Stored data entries
______

//! Environment wrappers for common transformations

use async_trait::async_trait;

use racer_rl_core::{ActionSpace, Environment, Episode, ObservationSpace, Result, Reward, Step, StepInfo};

/// Wrapper that modifies rewards
pub struct RewardWrapper<E, F> {
    /// Inner environment
    pub env: E,
    /// Reward transformation function
    pub reward_fn: F,
}

impl<E, F> RewardWrapper<E, F> {
    /// Wrap `env`, passing every reward through `reward_fn`
    pub fn new(env: E, reward_fn: F) -> Self {
        Self { env, reward_fn }
    }
}

#[async_trait]
impl<E, F> Environment for RewardWrapper<E, F>
where
    E: Environment,
    F: Fn(Reward, &Step<E::Observation, E::State>) -> Reward + Send + Sync,
{
    type Observation = E::Observation;
    type Action = E::Action;
    type State = E::State;

    fn observation_space(&self) -> Box<dyn ObservationSpace<Observation = Self::Observation>> {
        self.env.observation_space()
    }

    fn action_space(&self) -> Box<dyn ActionSpace<Action = Self::Action>> {
        self.env.action_space()
    }

    async fn reset(&mut self) -> Result<(Self::Observation, StepInfo)> {
        self.env.reset().await
    }

    async fn step(&mut self, action: Self::Action) -> Result<Step<Self::Observation, Self::State>> {
        let mut step = self.env.step(action).await?;
        step.reward = (self.reward_fn)(step.reward, &step);
        Ok(step)
    }

    async fn close(&mut self) -> Result<()> {
        self.env.close().await
    }

    fn episode_info(&self) -> Option<Episode> {
        self.env.episode_info()
    }
}

/// Multiply every reward by a constant factor
pub struct RewardScale<E> {
    /// Inner environment
    pub env: E,
    /// Scale factor
    pub scale: f64,
}

impl<E> RewardScale<E> {
    /// Wrap `env` with a reward scale
    pub fn new(env: E, scale: f64) -> Self {
        Self { env, scale }
    }
}

#[async_trait]
impl<E> Environment for RewardScale<E>
where
    E: Environment,
{
    type Observation = E::Observation;
    type Action = E::Action;
    type State = E::State;

    fn observation_space(&self) -> Box<dyn ObservationSpace<Observation = Self::Observation>> {
        self.env.observation_space()
    }

    fn action_space(&self) -> Box<dyn ActionSpace<Action = Self::Action>> {
        self.env.action_space()
    }

    async fn reset(&mut self) -> Result<(Self::Observation, StepInfo)> {
        self.env.reset().await
    }

    async fn step(&mut self, action: Self::Action) -> Result<Step<Self::Observation, Self::State>> {
        let mut step = self.env.step(action).await?;
        step.reward = step.reward * self.scale;
        Ok(step)
    }

    async fn close(&mut self) -> Result<()> {
        self.env.close().await
    }

    fn episode_info(&self) -> Option<Episode> {
        self.env.episode_info()
    }
}

/// Time limit wrapper
pub struct TimeLimit<E> {
    /// Inner environment
    pub env: E,
    /// Maximum steps
    pub max_steps: usize,
    /// Current step count
    pub steps: usize,
}

impl<E> TimeLimit<E> {
    /// Create a new time limit wrapper
    pub fn new(env: E, max_steps: usize) -> Self {
        Self {
            env,
            max_steps,
            steps: 0,
        }
    }
}

#[async_trait]
impl<E> Environment for TimeLimit<E>
where
    E: Environment,
{
    type Observation = E::Observation;
    type Action = E::Action;
    type State = E::State;

    fn observation_space(&self) -> Box<dyn ObservationSpace<Observation = Self::Observation>> {
        self.env.observation_space()
    }

    fn action_space(&self) -> Box<dyn ActionSpace<Action = Self::Action>> {
        self.env.action_space()
    }

    async fn reset(&mut self) -> Result<(Self::Observation, StepInfo)> {
        self.steps = 0;
        self.env.reset().await
    }

    async fn step(&mut self, action: Self::Action) -> Result<Step<Self::Observation, Self::State>> {
        self.steps += 1;
        let mut step = self.env.step(action).await?;

        if self.steps >= self.max_steps && !step.done {
            step.truncated = true;
            step.done = true;
            step.info = step.info.with("time_limit", self.max_steps);
        }

        Ok(step)
    }

    async fn close(&mut self) -> Result<()> {
        self.env.close().await
    }

    fn episode_info(&self) -> Option<Episode> {
        self.env.episode_info()
    }
}
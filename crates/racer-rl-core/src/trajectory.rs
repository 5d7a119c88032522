//! Trajectory and experience storage

use serde::{Deserialize, Serialize};

use crate::Reward;

/// Single transition in a trajectory
#[derive(Debug, Clone, Serialize, Deserialize)]
pub struct Transition<O, A> {
    /// Current observation
    pub observation: O,
    /// Action taken
    pub action: A,
    /// Reward received
    pub reward: Reward,
    /// Next observation
    pub next_observation: O,
    /// Whether episode ended
    pub done: bool,
}

/// Complete trajectory of an episode
#[derive(Debug, Clone, Serialize, Deserialize)]
pub struct Trajectory<O, A> {
    /// Sequence of transitions
    pub transitions: Vec<Transition<O, A>>,
    /// Total reward
    pub total_reward: f64,
    /// Episode ID
    pub episode_id: String,
}

impl<O, A> Trajectory<O, A> {
    /// Create a new empty trajectory
    pub fn new(episode_id: impl Into<String>) -> Self {
        Self {
            transitions: Vec::new(),
            total_reward: 0.0,
            episode_id: episode_id.into(),
        }
    }

    /// Add a transition to the trajectory
    pub fn push(&mut self, transition: Transition<O, A>) {
        self.total_reward += transition.reward.0;
        self.transitions.push(transition);
    }

    /// Get the length of the trajectory
    #[must_use]
    pub fn len(&self) -> usize {
        self.transitions.len()
    }

    /// Check if trajectory is empty
    #[must_use]
    pub fn is_empty(&self) -> bool {
        self.transitions.is_empty()
    }

    /// Compute returns (cumulative discounted rewards)
    #[must_use]
    pub fn returns(&self, gamma: f64) -> Vec<f64> {
        let mut returns = vec![0.0; self.len()];
        let mut running_return = 0.0;

        for i in (0..self.len()).rev() {
            if self.transitions[i].done {
                running_return = 0.0;
            }
            running_return = self.transitions[i].reward.0 + gamma * running_return;
            returns[i] = running_return;
        }

        returns
    }
}

#[cfg(test)]
mod tests {
    use super::*;

    fn transition(reward: f64, done: bool) -> Transition<u8, u8> {
        Transition {
            observation: 0,
            action: 0,
            reward: Reward(reward),
            next_observation: 0,
            done,
        }
    }

    #[test]
    fn test_push_tracks_total_reward() {
        let mut trajectory = Trajectory::new("ep-1");
        assert!(trajectory.is_empty());
        trajectory.push(transition(0.5, false));
        trajectory.push(transition(-0.25, true));
        assert_eq!(trajectory.len(), 2);
        assert!((trajectory.total_reward - 0.25).abs() < 1e-12);
    }

    #[test]
    fn test_discounted_returns() {
        let mut trajectory = Trajectory::new("ep-2");
        trajectory.push(transition(1.0, false));
        trajectory.push(transition(1.0, false));
        trajectory.push(transition(1.0, true));

        let returns = trajectory.returns(0.5);
        assert!((returns[2] - 1.0).abs() < 1e-12);
        assert!((returns[1] - 1.5).abs() < 1e-12);
        assert!((returns[0] - 1.75).abs() < 1e-12);
    }

    proptest::proptest! {
        #[test]
        fn prop_undiscounted_return_is_total(rewards in proptest::collection::vec(-1.0f64..1.0, 1..50)) {
            let mut trajectory = Trajectory::new("prop");
            let last = rewards.len() - 1;
            for (i, r) in rewards.iter().enumerate() {
                trajectory.push(transition(*r, i == last));
            }
            let returns = trajectory.returns(1.0);
            proptest::prop_assert!((returns[0] - trajectory.total_reward).abs() < 1e-9);
            proptest::prop_assert!((returns[last] - rewards[last]).abs() < 1e-12);
        }
    }
}
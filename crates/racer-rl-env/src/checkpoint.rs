//! Ordered checkpoint course

use nalgebra::Point3;
use serde::{Deserialize, Serialize};

use racer_rl_core::{RLError, Result};

use crate::world::ColliderId;

/// A checkpoint the car must pass through
#[derive(Debug, Clone, PartialEq, Serialize, Deserialize)]
pub struct Checkpoint {
    /// Trigger collider identity
    pub id: ColliderId,
    /// Centre of the trigger volume
    pub position: Point3<f64>,
}

/// Display status of a checkpoint for one agent
#[derive(Debug, Clone, Copy, PartialEq, Eq, Serialize, Deserialize)]
#[serde(rename_all = "snake_case")]
pub enum CheckpointStatus {
    /// Not reached yet and not the target
    Pending,
    /// The checkpoint the agent is heading for
    Current,
    /// Already passed
    Reached,
}

/// Non-empty ordered sequence of checkpoints.
///
/// Read-only once built; share it between agents behind an `Arc`.
#[derive(Debug, Clone)]
pub struct CheckpointCourse {
    checkpoints: Vec<Checkpoint>,
}

impl CheckpointCourse {
    /// Build a course. An empty list is rejected, as are duplicate ids.
    pub fn new(checkpoints: Vec<Checkpoint>) -> Result<Self> {
        if checkpoints.is_empty() {
            return Err(RLError::Configuration(
                "checkpoint course is empty; at least one checkpoint is required".to_string(),
            ));
        }
        for (i, checkpoint) in checkpoints.iter().enumerate() {
            if checkpoints[..i].iter().any(|c| c.id == checkpoint.id) {
                return Err(RLError::Configuration(format!(
                    "duplicate checkpoint id {:?} at index {i}",
                    checkpoint.id
                )));
            }
        }
        Ok(Self { checkpoints })
    }

    /// Build a course from positions, numbering ids from zero
    pub fn from_positions(positions: impl IntoIterator<Item = Point3<f64>>) -> Result<Self> {
        Self::new(
            positions
                .into_iter()
                .zip(0u64..)
                .map(|(position, id)| Checkpoint {
                    id: ColliderId(id),
                    position,
                })
                .collect(),
        )
    }

    /// Number of checkpoints
    #[must_use]
    pub fn len(&self) -> usize {
        self.checkpoints.len()
    }

    /// Whether there are no checkpoints; never true for a built course
    #[must_use]
    pub fn is_empty(&self) -> bool {
        self.checkpoints.is_empty()
    }

    /// Checkpoint at `index`
    #[must_use]
    pub fn get(&self, index: usize) -> Option<&Checkpoint> {
        self.checkpoints.get(index)
    }

    /// Sequence index of the checkpoint with collider `id`
    #[must_use]
    pub fn index_of(&self, id: ColliderId) -> Option<usize> {
        self.checkpoints.iter().position(|c| c.id == id)
    }

    /// Iterate in course order
    pub fn iter(&self) -> impl Iterator<Item = &Checkpoint> {
        self.checkpoints.iter()
    }

    /// Statuses at episode start: first checkpoint current, the rest pending
    #[must_use]
    pub fn initial_statuses(&self) -> Vec<CheckpointStatus> {
        (0..self.len())
            .map(|i| {
                if i == 0 {
                    CheckpointStatus::Current
                } else {
                    CheckpointStatus::Pending
                }
            })
            .collect()
    }
}

#[cfg(test)]
mod tests {
    use super::*;

    #[test]
    fn test_empty_course_rejected() {
        let err = CheckpointCourse::new(Vec::new()).unwrap_err();
        assert!(matches!(err, RLError::Configuration(_)));
    }

    #[test]
    fn test_duplicate_ids_rejected() {
        let cp = Checkpoint {
            id: ColliderId(7),
            position: Point3::origin(),
        };
        assert!(CheckpointCourse::new(vec![cp.clone(), cp]).is_err());
    }

    #[test]
    fn test_lookup_by_id() {
        let course = CheckpointCourse::from_positions([
            Point3::new(0.0, 0.0, 10.0),
            Point3::new(0.0, 0.0, 20.0),
        ])
        .unwrap();
        assert_eq!(course.len(), 2);
        assert_eq!(course.index_of(ColliderId(1)), Some(1));
        assert_eq!(course.index_of(ColliderId(9)), None);
        assert_eq!(
            course.initial_statuses(),
            vec![CheckpointStatus::Current, CheckpointStatus::Pending]
        );
    }
}
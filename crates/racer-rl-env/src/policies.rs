//! Policies that drive the car without a learned model

use std::collections::VecDeque;

use async_trait::async_trait;
use serde::{Deserialize, Serialize};
use tokio::sync::Mutex;

use racer_rl_core::{Policy, RandomPolicy, Result};

use crate::kinematics::{DriveAction, DriveSpace};
use crate::manual::{KeyState, ManualControl};
use crate::sensors::CarObservation;

/// Uniformly random throttle and turn
pub type RandomDrivePolicy = RandomPolicy<DriveSpace, CarObservation>;

/// A random policy over the full drive space
#[must_use]
pub fn random_drive_policy() -> RandomDrivePolicy {
    RandomPolicy::new(DriveSpace)
}

/// Steers toward the current checkpoint and eases off when the front ray
/// reports something close.
#[derive(Debug, Clone, Serialize, Deserialize)]
#[serde(default)]
pub struct SeekCheckpointPolicy {
    /// Turn per unit of normalised target angle
    pub steer_gain: f64,
    /// Throttle with a clear road ahead
    pub cruise_throttle: f64,
    /// Front clearance below which the car slows down
    pub brake_clearance: f64,
    /// Throttle while slowing down
    pub brake_throttle: f64,
}

impl Default for SeekCheckpointPolicy {
    fn default() -> Self {
        Self {
            steer_gain: 4.0,
            cruise_throttle: 1.0,
            brake_clearance: 0.3,
            brake_throttle: 0.2,
        }
    }
}

impl SeekCheckpointPolicy {
    /// Pick an action without going through the async trait
    #[must_use]
    pub fn decide(&self, observation: &CarObservation) -> DriveAction {
        if !observation.has_target {
            return DriveAction::IDLE;
        }

        let turn = (observation.target_angle() * self.steer_gain).clamp(-1.0, 1.0);
        let throttle = if observation.front_clearance() < self.brake_clearance {
            self.brake_throttle
        } else {
            self.cruise_throttle
        };
        DriveAction::new(throttle, turn)
    }
}

#[async_trait]
impl Policy for SeekCheckpointPolicy {
    type Observation = CarObservation;
    type Action = DriveAction;

    async fn act(&self, observation: &Self::Observation) -> Result<Self::Action> {
        Ok(self.decide(observation))
    }
}

/// Replays recorded key frames through the smoothed input axes.
/// Once the recording runs out every key counts as released.
pub struct ManualPolicy {
    dt: f64,
    inner: Mutex<ManualReplay>,
}

struct ManualReplay {
    control: ManualControl,
    frames: VecDeque<KeyState>,
}

impl ManualPolicy {
    /// Replay `frames`, one per tick of `dt` seconds
    pub fn new(frames: impl IntoIterator<Item = KeyState>, dt: f64) -> Self {
        Self {
            dt,
            inner: Mutex::new(ManualReplay {
                control: ManualControl::default(),
                frames: frames.into_iter().collect(),
            }),
        }
    }

    /// Parse one key string per line, e.g. `"W"`, `"WD"` or an empty line
    pub fn from_script(script: &str, dt: f64) -> Self {
        Self::new(script.lines().map(|line| KeyState::parse(line.trim())), dt)
    }

    /// Frames not yet replayed
    pub async fn remaining(&self) -> usize {
        self.inner.lock().await.frames.len()
    }
}

#[async_trait]
impl Policy for ManualPolicy {
    type Observation = CarObservation;
    type Action = DriveAction;

    async fn act(&self, _observation: &Self::Observation) -> Result<Self::Action> {
        let mut replay = self.inner.lock().await;
        let keys = replay.frames.pop_front().unwrap_or_default();
        Ok(replay.control.update(keys, self.dt))
    }
}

______

** WHAT IS BEING ASKED **
Show, from the entries above, every line that includes the string "proptest".

** TASK OUTPUT **
    proptest::proptest! {
        fn prop_undiscounted_return_is_total(rewards in proptest::collection::vec(-1.0f64..1.0, 1..50)) {
            proptest::prop_assert!((returns[0] - trajectory.total_reward).abs() < 1e-9);
            proptest::prop_assert!((returns[last] - rewards[last]).abs() < 1e-12);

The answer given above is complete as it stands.